• [Your assignment] Write out every line from the listing below where the string "Option" is found.

• [Available data]
====

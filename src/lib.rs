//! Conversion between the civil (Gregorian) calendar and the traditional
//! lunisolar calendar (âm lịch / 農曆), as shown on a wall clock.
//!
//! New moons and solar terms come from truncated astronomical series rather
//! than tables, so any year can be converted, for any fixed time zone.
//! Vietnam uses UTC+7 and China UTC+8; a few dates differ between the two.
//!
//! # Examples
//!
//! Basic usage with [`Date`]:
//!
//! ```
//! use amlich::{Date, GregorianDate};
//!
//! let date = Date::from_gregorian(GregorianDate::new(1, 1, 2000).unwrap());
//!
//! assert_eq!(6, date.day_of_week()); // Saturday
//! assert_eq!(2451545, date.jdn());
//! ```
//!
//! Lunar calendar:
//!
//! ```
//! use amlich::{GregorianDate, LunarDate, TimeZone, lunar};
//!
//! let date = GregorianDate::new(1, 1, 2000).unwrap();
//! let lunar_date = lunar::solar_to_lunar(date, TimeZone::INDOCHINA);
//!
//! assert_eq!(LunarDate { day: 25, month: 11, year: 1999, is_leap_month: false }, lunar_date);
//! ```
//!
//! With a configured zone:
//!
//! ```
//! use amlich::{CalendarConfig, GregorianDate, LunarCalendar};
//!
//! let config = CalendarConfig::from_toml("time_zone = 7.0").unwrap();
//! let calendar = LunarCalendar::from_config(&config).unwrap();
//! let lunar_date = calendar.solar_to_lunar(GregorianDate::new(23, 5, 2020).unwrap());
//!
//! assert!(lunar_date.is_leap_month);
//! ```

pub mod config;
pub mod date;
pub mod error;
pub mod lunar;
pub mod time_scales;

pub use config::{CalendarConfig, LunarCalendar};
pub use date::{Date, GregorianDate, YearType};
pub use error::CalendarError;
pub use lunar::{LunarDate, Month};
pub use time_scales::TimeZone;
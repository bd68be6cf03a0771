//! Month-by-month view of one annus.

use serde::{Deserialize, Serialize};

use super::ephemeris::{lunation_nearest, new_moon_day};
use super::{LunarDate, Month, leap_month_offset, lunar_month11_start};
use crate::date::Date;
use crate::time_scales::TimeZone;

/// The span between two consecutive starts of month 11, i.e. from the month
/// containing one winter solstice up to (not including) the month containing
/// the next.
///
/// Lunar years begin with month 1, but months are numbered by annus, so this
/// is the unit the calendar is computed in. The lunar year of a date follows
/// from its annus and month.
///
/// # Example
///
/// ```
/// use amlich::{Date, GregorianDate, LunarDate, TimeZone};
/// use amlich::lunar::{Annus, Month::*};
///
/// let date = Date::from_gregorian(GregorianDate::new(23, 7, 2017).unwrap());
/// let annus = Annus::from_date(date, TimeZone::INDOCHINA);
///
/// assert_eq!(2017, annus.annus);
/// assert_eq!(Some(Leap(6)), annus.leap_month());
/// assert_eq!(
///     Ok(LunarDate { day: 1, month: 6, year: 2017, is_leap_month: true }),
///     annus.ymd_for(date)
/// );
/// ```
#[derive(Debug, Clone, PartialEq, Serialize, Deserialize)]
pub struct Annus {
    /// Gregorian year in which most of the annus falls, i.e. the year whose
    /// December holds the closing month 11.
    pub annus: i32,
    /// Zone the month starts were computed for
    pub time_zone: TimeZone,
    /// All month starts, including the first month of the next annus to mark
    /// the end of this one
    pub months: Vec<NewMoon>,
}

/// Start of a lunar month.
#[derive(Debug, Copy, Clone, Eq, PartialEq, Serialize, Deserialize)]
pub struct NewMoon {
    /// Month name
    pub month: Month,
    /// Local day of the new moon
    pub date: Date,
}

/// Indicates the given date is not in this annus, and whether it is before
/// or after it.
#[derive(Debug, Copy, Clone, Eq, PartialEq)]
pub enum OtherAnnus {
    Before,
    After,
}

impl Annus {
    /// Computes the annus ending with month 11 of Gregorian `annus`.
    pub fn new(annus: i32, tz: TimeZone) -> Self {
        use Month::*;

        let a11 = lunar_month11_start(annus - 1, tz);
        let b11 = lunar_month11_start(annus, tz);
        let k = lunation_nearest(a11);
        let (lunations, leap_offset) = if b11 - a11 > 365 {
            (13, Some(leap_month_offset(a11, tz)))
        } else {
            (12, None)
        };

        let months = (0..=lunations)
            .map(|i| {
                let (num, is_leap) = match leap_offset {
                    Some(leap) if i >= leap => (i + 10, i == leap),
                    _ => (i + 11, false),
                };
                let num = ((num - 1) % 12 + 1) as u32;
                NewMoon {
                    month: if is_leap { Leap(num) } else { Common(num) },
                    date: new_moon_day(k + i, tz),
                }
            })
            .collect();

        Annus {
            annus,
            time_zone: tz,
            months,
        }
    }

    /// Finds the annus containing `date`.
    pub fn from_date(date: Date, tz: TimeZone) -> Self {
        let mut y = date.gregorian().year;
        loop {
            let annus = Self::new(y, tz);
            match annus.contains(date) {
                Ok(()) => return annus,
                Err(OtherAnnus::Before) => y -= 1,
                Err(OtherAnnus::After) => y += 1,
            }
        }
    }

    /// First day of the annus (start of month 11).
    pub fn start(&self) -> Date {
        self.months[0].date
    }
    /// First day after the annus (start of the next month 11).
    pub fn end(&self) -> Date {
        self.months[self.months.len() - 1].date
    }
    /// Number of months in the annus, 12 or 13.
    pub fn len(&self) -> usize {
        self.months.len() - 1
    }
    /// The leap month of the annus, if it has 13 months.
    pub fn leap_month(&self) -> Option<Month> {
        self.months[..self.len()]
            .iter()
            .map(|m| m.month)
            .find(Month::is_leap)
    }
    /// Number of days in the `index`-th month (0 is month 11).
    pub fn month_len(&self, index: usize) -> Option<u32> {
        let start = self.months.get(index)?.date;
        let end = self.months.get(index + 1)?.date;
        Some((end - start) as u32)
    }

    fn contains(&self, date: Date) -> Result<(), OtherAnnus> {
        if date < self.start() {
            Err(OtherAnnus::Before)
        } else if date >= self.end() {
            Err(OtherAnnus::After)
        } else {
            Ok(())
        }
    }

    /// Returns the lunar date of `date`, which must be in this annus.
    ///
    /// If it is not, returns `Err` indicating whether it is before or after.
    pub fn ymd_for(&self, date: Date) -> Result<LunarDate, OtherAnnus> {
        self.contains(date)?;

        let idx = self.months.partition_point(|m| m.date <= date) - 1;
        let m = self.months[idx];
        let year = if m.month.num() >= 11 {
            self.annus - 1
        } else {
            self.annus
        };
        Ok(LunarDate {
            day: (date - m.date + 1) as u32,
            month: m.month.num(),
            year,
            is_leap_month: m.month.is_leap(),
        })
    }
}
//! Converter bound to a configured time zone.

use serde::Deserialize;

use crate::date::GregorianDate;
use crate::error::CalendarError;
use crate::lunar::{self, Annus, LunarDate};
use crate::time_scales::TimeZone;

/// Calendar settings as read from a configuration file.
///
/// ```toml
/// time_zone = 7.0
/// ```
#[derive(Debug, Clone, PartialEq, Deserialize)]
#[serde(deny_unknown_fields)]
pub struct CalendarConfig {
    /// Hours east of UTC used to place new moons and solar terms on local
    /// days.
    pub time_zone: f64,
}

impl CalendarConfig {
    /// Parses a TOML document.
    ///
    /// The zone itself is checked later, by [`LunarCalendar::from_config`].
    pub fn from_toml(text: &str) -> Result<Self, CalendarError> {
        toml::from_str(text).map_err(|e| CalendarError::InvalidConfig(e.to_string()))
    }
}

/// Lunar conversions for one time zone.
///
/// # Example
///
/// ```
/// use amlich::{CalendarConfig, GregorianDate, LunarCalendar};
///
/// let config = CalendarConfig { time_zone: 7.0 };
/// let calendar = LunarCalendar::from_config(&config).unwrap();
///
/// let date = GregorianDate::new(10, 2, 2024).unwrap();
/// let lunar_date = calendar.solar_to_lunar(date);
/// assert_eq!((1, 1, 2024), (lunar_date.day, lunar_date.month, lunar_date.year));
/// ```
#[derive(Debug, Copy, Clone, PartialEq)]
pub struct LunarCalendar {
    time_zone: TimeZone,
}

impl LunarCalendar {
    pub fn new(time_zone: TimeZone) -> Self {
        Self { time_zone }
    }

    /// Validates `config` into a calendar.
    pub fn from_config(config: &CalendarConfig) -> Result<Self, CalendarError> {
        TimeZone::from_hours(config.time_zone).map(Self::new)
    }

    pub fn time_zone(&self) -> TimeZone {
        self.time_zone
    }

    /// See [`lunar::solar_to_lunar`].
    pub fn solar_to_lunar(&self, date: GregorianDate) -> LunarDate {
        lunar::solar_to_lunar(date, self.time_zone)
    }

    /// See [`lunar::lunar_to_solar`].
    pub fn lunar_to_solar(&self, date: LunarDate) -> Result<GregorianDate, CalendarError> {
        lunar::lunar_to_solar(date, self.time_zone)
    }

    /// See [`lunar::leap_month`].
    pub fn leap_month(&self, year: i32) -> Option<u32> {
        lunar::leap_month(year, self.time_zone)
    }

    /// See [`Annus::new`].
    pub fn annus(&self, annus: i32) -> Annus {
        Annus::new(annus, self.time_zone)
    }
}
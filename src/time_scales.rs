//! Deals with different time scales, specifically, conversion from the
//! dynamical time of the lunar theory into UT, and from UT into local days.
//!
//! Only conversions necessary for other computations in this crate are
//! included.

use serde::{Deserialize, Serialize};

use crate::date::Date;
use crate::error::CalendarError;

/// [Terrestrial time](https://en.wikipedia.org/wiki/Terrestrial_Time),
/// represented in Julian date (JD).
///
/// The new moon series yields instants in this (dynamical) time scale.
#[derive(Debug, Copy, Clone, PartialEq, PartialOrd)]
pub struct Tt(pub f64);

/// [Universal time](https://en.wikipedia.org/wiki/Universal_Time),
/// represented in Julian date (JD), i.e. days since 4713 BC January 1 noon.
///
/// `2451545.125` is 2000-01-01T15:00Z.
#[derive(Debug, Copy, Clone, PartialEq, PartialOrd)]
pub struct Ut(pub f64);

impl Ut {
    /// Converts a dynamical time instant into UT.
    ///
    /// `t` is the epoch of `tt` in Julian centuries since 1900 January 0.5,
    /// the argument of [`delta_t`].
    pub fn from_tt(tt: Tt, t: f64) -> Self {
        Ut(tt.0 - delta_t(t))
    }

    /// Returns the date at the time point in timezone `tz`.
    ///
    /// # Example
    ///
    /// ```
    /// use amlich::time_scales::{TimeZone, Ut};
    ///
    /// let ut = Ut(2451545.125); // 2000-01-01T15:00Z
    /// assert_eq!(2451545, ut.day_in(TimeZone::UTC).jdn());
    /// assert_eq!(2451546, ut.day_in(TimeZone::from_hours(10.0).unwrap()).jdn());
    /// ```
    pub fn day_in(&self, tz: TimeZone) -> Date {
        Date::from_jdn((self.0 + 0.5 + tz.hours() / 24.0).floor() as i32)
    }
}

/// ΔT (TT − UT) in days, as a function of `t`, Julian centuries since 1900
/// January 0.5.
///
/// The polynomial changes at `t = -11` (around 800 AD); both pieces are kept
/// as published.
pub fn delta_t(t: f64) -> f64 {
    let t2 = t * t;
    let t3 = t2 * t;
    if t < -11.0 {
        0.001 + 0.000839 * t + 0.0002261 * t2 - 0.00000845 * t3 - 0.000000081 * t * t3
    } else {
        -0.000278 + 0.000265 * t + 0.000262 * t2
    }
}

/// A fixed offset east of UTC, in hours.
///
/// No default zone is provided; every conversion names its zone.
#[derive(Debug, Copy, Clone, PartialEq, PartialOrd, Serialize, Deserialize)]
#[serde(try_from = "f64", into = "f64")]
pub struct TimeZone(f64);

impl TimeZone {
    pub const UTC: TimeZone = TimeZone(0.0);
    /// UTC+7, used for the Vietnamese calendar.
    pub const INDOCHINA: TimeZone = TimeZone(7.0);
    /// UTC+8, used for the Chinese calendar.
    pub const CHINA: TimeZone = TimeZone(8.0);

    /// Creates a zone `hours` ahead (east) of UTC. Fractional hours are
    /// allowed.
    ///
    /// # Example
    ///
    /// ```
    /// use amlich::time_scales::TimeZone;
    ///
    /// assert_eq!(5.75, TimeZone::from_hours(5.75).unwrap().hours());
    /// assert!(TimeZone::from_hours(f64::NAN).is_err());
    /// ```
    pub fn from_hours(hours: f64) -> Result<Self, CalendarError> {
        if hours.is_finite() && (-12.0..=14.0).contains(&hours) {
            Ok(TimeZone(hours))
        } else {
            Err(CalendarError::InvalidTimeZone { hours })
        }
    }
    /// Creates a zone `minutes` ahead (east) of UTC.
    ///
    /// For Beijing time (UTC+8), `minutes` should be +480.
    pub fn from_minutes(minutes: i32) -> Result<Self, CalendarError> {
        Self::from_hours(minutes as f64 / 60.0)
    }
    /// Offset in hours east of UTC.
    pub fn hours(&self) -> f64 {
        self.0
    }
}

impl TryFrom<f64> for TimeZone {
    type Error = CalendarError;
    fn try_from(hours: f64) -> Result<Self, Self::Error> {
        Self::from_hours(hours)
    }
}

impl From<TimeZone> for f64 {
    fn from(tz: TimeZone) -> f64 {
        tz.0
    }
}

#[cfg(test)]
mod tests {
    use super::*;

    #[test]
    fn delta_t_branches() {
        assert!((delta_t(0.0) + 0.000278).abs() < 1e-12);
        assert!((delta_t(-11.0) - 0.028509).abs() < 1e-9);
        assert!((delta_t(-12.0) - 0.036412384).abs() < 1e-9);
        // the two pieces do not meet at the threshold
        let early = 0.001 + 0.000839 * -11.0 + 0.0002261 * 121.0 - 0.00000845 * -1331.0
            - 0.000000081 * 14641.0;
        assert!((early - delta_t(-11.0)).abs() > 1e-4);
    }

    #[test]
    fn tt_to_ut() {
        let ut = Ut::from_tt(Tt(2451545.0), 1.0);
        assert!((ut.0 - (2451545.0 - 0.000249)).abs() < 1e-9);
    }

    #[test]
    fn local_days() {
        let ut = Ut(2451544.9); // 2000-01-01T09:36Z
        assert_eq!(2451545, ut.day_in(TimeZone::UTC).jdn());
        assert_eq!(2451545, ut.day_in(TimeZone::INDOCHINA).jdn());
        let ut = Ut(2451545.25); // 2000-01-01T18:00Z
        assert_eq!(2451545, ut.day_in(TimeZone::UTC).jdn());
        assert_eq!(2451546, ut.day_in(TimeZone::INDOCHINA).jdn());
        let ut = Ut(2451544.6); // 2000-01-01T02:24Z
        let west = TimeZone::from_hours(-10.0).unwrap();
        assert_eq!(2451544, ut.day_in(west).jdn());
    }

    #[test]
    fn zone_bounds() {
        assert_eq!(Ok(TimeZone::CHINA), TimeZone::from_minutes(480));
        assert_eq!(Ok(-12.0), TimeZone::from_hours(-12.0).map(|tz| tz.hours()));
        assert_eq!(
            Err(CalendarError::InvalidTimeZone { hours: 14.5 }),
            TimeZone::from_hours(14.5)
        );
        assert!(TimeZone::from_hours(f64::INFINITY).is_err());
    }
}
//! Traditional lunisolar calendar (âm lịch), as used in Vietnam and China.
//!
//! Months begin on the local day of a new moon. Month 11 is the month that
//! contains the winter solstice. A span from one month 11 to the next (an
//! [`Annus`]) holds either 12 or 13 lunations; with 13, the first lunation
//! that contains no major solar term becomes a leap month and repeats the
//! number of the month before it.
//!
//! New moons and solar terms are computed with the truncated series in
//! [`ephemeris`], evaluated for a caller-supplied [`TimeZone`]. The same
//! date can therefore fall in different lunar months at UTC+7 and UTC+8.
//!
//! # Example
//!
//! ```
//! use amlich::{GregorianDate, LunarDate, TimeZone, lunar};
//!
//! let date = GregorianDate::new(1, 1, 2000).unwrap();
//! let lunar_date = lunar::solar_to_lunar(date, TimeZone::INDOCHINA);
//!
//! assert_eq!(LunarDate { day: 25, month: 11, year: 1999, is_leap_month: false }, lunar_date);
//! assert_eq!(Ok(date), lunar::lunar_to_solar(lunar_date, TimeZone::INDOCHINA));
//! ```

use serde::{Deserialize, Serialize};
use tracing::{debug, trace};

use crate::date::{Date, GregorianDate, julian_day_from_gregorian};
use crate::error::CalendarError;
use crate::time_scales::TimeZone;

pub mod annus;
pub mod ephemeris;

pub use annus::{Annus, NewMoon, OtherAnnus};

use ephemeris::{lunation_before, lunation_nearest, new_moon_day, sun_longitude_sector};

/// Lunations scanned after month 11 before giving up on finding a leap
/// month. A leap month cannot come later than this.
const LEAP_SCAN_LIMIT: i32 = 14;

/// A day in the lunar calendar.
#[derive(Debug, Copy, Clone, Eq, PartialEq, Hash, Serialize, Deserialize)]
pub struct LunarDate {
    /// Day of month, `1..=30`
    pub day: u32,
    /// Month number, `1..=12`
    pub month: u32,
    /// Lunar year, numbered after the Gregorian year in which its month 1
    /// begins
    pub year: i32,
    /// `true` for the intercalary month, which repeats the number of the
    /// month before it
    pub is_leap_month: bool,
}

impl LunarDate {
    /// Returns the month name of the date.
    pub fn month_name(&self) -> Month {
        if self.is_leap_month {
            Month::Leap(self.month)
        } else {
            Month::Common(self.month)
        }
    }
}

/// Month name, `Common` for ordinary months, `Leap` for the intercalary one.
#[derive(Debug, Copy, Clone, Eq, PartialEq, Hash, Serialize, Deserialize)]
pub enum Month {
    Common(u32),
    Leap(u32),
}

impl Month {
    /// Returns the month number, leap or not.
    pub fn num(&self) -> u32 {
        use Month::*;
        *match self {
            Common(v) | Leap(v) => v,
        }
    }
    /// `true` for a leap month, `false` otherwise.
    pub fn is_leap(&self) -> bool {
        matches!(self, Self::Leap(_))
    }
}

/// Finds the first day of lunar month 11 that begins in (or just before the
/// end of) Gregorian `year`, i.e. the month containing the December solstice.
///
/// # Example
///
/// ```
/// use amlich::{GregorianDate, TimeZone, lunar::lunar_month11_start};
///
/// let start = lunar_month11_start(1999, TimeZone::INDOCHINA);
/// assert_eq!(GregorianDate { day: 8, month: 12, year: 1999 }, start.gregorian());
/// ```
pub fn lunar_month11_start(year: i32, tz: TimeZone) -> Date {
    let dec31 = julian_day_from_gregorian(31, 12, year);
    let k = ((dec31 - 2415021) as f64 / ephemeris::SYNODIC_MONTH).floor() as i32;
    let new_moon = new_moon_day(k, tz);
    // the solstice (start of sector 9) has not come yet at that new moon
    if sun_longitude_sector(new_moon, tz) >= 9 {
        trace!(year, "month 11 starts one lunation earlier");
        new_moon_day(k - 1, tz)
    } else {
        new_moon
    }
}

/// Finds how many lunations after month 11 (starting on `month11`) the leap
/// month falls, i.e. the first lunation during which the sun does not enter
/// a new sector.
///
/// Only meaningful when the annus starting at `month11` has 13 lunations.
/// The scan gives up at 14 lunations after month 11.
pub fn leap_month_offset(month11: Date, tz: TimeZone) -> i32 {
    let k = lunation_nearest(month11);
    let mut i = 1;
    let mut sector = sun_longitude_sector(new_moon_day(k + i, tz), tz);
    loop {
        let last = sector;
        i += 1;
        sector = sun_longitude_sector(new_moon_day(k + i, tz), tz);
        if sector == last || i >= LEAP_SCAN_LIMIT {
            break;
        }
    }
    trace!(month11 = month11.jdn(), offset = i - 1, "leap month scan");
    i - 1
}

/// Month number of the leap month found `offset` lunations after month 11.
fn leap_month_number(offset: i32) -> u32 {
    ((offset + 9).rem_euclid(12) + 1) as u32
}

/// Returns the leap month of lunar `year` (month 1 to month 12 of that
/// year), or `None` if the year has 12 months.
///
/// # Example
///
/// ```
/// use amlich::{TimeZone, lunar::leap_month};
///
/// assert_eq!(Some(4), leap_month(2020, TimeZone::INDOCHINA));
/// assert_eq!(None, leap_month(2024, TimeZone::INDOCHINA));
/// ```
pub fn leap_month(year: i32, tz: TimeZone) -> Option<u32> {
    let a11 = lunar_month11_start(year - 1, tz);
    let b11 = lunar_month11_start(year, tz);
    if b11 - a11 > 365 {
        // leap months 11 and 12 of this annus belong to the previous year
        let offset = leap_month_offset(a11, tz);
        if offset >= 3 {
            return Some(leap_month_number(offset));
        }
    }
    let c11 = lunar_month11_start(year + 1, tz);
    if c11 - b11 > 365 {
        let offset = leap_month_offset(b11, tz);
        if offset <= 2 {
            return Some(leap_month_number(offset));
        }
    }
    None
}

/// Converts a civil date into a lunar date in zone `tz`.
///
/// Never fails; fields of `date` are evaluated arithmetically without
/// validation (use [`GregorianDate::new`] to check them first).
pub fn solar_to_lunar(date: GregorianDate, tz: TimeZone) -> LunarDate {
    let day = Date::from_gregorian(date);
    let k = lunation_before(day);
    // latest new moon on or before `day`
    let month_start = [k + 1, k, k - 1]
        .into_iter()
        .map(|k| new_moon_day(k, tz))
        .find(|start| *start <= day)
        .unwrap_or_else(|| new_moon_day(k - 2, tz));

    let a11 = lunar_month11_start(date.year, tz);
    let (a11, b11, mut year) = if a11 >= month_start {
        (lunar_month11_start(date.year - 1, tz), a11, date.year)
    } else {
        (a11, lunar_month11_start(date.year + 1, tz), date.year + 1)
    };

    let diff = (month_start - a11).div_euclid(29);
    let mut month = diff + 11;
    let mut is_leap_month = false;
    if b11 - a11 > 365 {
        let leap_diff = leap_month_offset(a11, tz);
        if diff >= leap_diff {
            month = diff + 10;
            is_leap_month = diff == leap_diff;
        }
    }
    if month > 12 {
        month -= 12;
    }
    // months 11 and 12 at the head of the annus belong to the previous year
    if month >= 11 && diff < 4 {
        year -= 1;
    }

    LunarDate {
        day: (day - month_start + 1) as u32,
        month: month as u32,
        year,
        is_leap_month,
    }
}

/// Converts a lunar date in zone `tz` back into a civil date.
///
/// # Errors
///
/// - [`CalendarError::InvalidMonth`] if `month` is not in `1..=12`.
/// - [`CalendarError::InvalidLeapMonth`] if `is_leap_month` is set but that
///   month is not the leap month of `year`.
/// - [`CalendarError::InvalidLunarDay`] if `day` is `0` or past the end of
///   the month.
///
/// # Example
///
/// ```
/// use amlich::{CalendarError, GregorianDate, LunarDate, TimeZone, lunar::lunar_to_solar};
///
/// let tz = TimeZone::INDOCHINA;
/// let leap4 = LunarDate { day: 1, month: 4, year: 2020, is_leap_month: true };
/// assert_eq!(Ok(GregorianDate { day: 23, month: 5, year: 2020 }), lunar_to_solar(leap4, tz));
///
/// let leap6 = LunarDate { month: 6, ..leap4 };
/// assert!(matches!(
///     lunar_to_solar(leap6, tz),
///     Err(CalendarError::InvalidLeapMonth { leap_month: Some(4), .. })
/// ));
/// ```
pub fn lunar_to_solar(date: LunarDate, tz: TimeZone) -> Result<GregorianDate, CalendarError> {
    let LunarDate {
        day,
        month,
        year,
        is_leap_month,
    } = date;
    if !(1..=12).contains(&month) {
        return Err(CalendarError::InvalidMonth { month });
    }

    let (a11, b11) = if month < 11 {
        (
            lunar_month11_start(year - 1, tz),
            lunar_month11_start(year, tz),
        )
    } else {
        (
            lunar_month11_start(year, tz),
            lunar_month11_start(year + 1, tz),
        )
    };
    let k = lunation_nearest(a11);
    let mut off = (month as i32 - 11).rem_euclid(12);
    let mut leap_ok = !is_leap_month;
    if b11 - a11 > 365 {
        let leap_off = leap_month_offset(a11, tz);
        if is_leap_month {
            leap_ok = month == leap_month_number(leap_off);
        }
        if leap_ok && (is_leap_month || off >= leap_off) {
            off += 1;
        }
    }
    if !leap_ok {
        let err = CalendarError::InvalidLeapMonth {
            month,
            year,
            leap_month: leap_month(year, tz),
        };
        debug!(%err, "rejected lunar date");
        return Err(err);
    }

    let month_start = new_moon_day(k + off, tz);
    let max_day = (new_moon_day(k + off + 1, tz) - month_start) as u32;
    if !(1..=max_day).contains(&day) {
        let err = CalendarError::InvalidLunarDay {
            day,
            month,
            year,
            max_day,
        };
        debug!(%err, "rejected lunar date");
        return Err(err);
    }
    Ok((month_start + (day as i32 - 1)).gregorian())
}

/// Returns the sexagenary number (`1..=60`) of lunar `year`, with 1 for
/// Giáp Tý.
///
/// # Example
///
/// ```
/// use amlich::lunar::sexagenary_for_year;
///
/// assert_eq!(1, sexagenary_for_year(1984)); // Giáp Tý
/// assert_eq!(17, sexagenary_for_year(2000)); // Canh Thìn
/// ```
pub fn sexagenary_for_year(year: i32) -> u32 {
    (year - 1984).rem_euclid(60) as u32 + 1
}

====

• [Output of the task]
    pub fn leap_month(&self) -> Option<Month> {
    pub fn month_len(&self, index: usize) -> Option<u32> {
    pub fn leap_month(&self, year: i32) -> Option<u32> {
pub fn leap_month(year: i32, tz: TimeZone) -> Option<u32> {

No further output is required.